I have to say it sounds like you're making it too complicated with the switch IMHO. Since you're using an extension cord and not hard wiring anything into your panel it shouldn't be any kind of a code violation to have two outlets at the end of your cord. Since you won't be using both tools at the same time you shouldn't be drawing any more power than either tool can use, rate the wire for max amp draw of one tool and use an appropriate breaker on that circuit and you should be fine.

I'm familiar with the Blue Sea stuff from my marine electrical training, it's top notch and would totally recommend it if you needed a switch. Also familiar with transfer switches from my standby generator days and they would do the job too. I would not recommend the cheap Chinese switch from Amazon just on principle, this isn't the kind of application to try and save money on.

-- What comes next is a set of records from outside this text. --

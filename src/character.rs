//! Characters that speak through say dialogs.

use bevy::{audio::AudioSource, prelude::*};

/// A character that can speak in a say dialog.
///
/// The entity's [`Name`] is used as display name when `name_text` is empty.
#[derive(Component, Debug, Clone)]
pub struct Character {
    /// The name shown in the dialog.
    pub name_text: String,
    /// The color of the name.
    pub name_color: Color,
    /// The typing sound used while this character speaks.
    pub sound_effect: Option<Handle<AudioSource>>,
}

impl Default for Character {
    fn default() -> Self {
        Self {
            name_text: String::new(),
            name_color: Color::WHITE,
            sound_effect: None,
        }
    }
}

impl Character {
    /// Creates a character with the given display name.
    pub fn new(name_text: impl Into<String>) -> Self {
        Self {
            name_text: name_text.into(),
            ..default()
        }
    }

    /// Sets the name color.
    pub fn with_color(mut self, color: Color) -> Self {
        self.name_color = color;
        self
    }

    /// Sets the typing sound.
    pub fn with_sound_effect(mut self, clip: Handle<AudioSource>) -> Self {
        self.sound_effect = Some(clip);
        self
    }

    /// The name to show: `name_text`, or the object name if that is empty.
    pub fn display_name(&self, object_name: Option<&Name>) -> String {
        if self.name_text.is_empty() {
            object_name.map(|n| n.as_str().to_string()).unwrap_or_default()
        } else {
            self.name_text.clone()
        }
    }
}

#[cfg(test)]
mod tests {
    use super::*;

    #[test]
    fn display_name_prefers_name_text() {
        let name = Name::new("sherlock_obj");
        assert_eq!(
            Character::new("Sherlock").display_name(Some(&name)),
            "Sherlock"
        );
    }

    #[test]
    fn display_name_falls_back_to_object_name() {
        let name = Name::new("watson_obj");
        assert_eq!(Character::default().display_name(Some(&name)), "watson_obj");
        assert_eq!(Character::default().display_name(None), "");
    }
}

But, I don't really see any need for a switch at all. The VFD will only draw any significant amperage when it's running your grinder motor, otherwise it's just using line voltage to power the control board. If you really want to get fancy do like I did and put a sub-panel at the end of your extension cord and use regular breakers but that's just an extra expense. Spend the money on tools instead

Cheers,

John


----------



## markba633csi (Feb 21, 2020)

I just re-read your first post- now I understand- but- your VFD must have a power switch or standby mode of some kind, does it not?  As John mentioned above, in standby it should not need to be disconnected from the power line, since it draws only a tiny current.  But yes, you can add a main switch for it if you want to turn it off completely.  So you really just want to build a split outlet with a switch on one side for the VFD- I assume your mill has it's own power switch


----------



## Brett (Feb 23, 2020)

markba633csi said:


> I just re-read your first post- now I understand- but- your VFD must have a power switch or standby mode of some kind, does it not?  As John mentioned above, in standby it should not need to be disconnected from the power line, since it draws only a tiny current.  But yes, you can add a main switch for it if you want to turn it off completely.  So you really just want to build a split outlet with a switch on one side for the VFD- I assume your mill has it's own power switch


The VFD doesn’t have a power off switch. When it is plug in it is on and the fan is running too which is why I don’t want to leave it plugged in. The mill is kind of the same way. When it is plugged in the light on the mill is on showing power going to the mill. Probably not a big to leave that on since it’s just a power light but my ideal plan would be this. Use a splitter at the extension cord for the ceiling. Plug in both machines but have some kind of inline switch on each machine plug wire so the power could be completely cut off from the machine. Something similar to this. 
	

		
			
		

		
	



I’m having trouble finding an in-line cord switch that is 250v 20 amp though. Not sure what to do. May just be stuck plugging and unplugging the machines.


----------



## markba633csi (Feb 23, 2020)

I'm sure you can find a beefy enough switch- keep looking
might be some $
You could always wire up a contactor and a light duty switch to do the job


----------



## Chewy (Feb 23, 2020)

Simply put a 30A DPST wall switch in the circuit. You can put it on the feed to both items or just put it in series with either one or both.  I have two switches at the mill .  One is the switch above (20A) to power the mill.  The other is the standard SPST  wall switch to power all the 110V outlets  and DRO.  I flip both on to use mill and both off when I walk away.  Been that way for a couple of years.  I also wired the wood lathe VFD that way for wife.  Been that way for about a year.  If the switch is not available at big box store, go to electrical supplier. Around $10  from memory.   Also using this on air compressor contactor.  Kills power to both sides of contactor and that also kills power to contactor coil. 

Here is HD # for 30A
*            Model # R62-03032-2WS        
            Store SKU #589535        
            Store SO SKU #162677        *


----------



## Bi11Hudson (Feb 23, 2020)

If the plug(s) to be loaded are difficult to get to, as in over, under, behind, or otherwise obstructed, I concur with your general idea. The difficulty arises with the "switch" carrying load current will require running either large wire some distance *or* the switch being also located also in a difficult position.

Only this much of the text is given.